Determination of Total and Unbound Meropenem, Imipenem/Cilastatin, and Cefoperazone/Sulbactam in Human Plasma: Application for Therapeutic Drug Monitoring in Critically Ill Patients

摘要

Background: Critically ill patients show several pathophysiological alterations that can complicate antibiotic dosing. Hence, there is a strong rationale to individualize anti-infective dosing in these patients by using therapeutic drug monitoring (TDM). The current study aimed to develop and validate a liquid chromatography-tandem mass spectrometry method for the simultaneous determination of total and unbound plasma concentrations of 3 commonly used antibiotics (meropenem, imipenem/cilastatin, and cefoperazone/sulbactam) in the treatment of infections in critically ill patients in China, which could be suitable for routine TDM in hospital laboratories.
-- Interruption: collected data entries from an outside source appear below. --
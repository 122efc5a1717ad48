//! 저장된 매매일지 레코드와 조회 조건.

use chrono::{DateTime, Utc};
use journal_analytics::JournalEntry;
use journal_core::{Direction, Emotion, ValuedTrade};
use rust_decimal::Decimal;
use serde::{Deserialize, Serialize};
use uuid::Uuid;

/// 매매일지 레코드.
#[derive(Debug, Clone, PartialEq, Serialize, Deserialize)]
#[serde(rename_all = "camelCase")]
pub struct TradeRecord {
    pub id: Uuid,
    /// 레코드 소유자
    pub owner_id: Uuid,
    pub trade: ValuedTrade,
    pub created_at: DateTime<Utc>,
    pub updated_at: DateTime<Utc>,
}

impl TradeRecord {
    /// 새 레코드를 생성합니다.
    pub fn new(owner_id: Uuid, trade: ValuedTrade) -> Self {
        let now = Utc::now();
        Self {
            id: Uuid::new_v4(),
            owner_id,
            trade,
            created_at: now,
            updated_at: now,
        }
    }

    pub fn is_owned_by(&self, owner_id: Uuid) -> bool {
        self.owner_id == owner_id
    }

    /// 거래 내용을 교체하고 수정 시각을 갱신합니다.
    pub fn replace_trade(&mut self, trade: ValuedTrade) {
        self.trade = trade;
        self.updated_at = Utc::now();
    }
}

impl JournalEntry for TradeRecord {
    fn occurred_at(&self) -> DateTime<Utc> {
        self.trade.occurred_at
    }

    fn pnl_quote(&self) -> Decimal {
        self.trade.pnl_quote_currency
    }

    fn pnl_secondary(&self) -> Decimal {
        self.trade.pnl_secondary_currency
    }

    fn pnl_percent(&self) -> Decimal {
        self.trade.pnl_percent
    }

    fn emotion(&self) -> Emotion {
        self.trade.emotion
    }
}

/// 거래 내역 조회 조건.
#[derive(Debug, Clone, Default, PartialEq, Eq, Serialize, Deserialize)]
pub struct TradeQuery {
    /// 메모 검색어 (대소문자 무시 부분 일치)
    pub search: Option<String>,
    /// 발생 시각 하한 (포함)
    pub since: Option<DateTime<Utc>>,
    /// 발생 시각 상한 (포함)
    pub until: Option<DateTime<Utc>>,
    pub direction: Option<Direction>,
}

impl TradeQuery {
    pub fn new() -> Self {
        Self::default()
    }

    pub fn with_search(mut self, search: impl Into<String>) -> Self {
        self.search = Some(search.into());
        self
    }

    pub fn with_range(mut self, since: DateTime<Utc>, until: DateTime<Utc>) -> Self {
        self.since = Some(since);
        self.until = Some(until);
        self
    }

    pub fn with_direction(mut self, direction: Direction) -> Self {
        self.direction = Some(direction);
        self
    }

    /// 레코드가 조건에 맞는지 확인합니다.
    pub fn matches(&self, record: &TradeRecord) -> bool {
        let trade = &record.trade;

        if let Some(direction) = self.direction {
            if trade.direction != direction {
                return false;
            }
        }
        if self.since.is_some_and(|since| trade.occurred_at < since) {
            return false;
        }
        if self.until.is_some_and(|until| trade.occurred_at > until) {
            return false;
        }

        // 빈 검색어는 조건 없음으로 취급
        match self.search.as_deref().map(str::trim) {
            Some(term) if !term.is_empty() => trade
                .notes
                .as_deref()
                .is_some_and(|notes| notes.to_lowercase().contains(&term.to_lowercase())),
            _ => true,
        }
    }
}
Methods: The unbound drug was separated from the bound drug by ultrafiltration. Simple protein precipitation was used for sample preparation. Meropenem, imipenem/cilastatin, cefoperazone/sulbactam, and their corresponding internal standards were then resolved using the Waters CORTECS C18 column. All the compounds were detected using electrospray ionization in the positive/negative ion-switching mode. Results: The calibration curves were linear for all compounds, with correlation coefficients (R-2) above 0.99 for total concentrations in human plasma and unbound concentrations in the plasma ultrafiltrate. For both total and unbound drugs, the relative errors and intra-assay/interassay relative standard deviations were below 15%. The limit of quantification was 0.05 mcg/mL for both total plasma concentrations and plasma ultrafiltrate concentrations of all compounds. Conclusions: The method was simple, rapid, and reliable and is currently being used to provide a TDM service to enhance the efficacious use of the 3 antibiotics.